» **Work task**: Go through the lines below and tally each one holding "collides". Write only the total.

[[ Input data open ]]

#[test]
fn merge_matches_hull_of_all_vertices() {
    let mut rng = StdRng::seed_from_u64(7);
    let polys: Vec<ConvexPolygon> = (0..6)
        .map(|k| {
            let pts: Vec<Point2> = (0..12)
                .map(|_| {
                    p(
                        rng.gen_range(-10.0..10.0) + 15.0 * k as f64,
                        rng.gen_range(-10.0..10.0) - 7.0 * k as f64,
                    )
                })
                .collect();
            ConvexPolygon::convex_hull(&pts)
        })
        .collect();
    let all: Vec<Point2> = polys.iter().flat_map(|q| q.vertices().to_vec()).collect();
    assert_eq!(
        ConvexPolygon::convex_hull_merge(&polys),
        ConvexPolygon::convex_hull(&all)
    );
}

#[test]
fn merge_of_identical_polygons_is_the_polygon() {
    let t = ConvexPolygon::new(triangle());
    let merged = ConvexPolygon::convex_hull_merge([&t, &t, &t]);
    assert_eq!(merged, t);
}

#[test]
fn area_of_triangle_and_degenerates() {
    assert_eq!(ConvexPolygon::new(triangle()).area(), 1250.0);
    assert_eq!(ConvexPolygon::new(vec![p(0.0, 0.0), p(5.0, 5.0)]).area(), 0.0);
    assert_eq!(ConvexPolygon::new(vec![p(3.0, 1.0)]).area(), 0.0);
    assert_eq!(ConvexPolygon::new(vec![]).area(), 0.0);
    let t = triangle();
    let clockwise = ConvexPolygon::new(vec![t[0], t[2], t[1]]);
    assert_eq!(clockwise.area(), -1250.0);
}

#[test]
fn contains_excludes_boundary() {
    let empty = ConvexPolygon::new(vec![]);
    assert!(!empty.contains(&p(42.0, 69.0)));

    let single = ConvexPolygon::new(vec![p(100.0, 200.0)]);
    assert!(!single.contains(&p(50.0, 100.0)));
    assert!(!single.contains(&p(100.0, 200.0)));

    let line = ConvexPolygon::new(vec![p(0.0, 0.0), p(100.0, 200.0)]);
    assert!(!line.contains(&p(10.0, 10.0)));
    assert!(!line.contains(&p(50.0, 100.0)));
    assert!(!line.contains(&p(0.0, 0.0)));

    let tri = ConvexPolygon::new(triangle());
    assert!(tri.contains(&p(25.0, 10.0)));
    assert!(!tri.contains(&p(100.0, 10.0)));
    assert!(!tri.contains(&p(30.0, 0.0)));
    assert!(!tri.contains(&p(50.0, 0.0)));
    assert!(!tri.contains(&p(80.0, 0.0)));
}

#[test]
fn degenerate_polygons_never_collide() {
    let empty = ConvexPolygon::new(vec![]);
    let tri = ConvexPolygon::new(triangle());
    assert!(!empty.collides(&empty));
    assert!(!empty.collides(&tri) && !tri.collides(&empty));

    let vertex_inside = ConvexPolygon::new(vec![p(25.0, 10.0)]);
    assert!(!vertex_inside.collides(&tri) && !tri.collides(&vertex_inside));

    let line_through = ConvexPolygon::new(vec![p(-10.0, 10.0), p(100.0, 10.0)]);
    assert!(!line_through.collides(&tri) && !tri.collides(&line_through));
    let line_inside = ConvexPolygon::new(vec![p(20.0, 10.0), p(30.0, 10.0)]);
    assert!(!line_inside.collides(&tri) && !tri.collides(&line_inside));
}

[[ Input data closed ]]

» **The completed task**: 5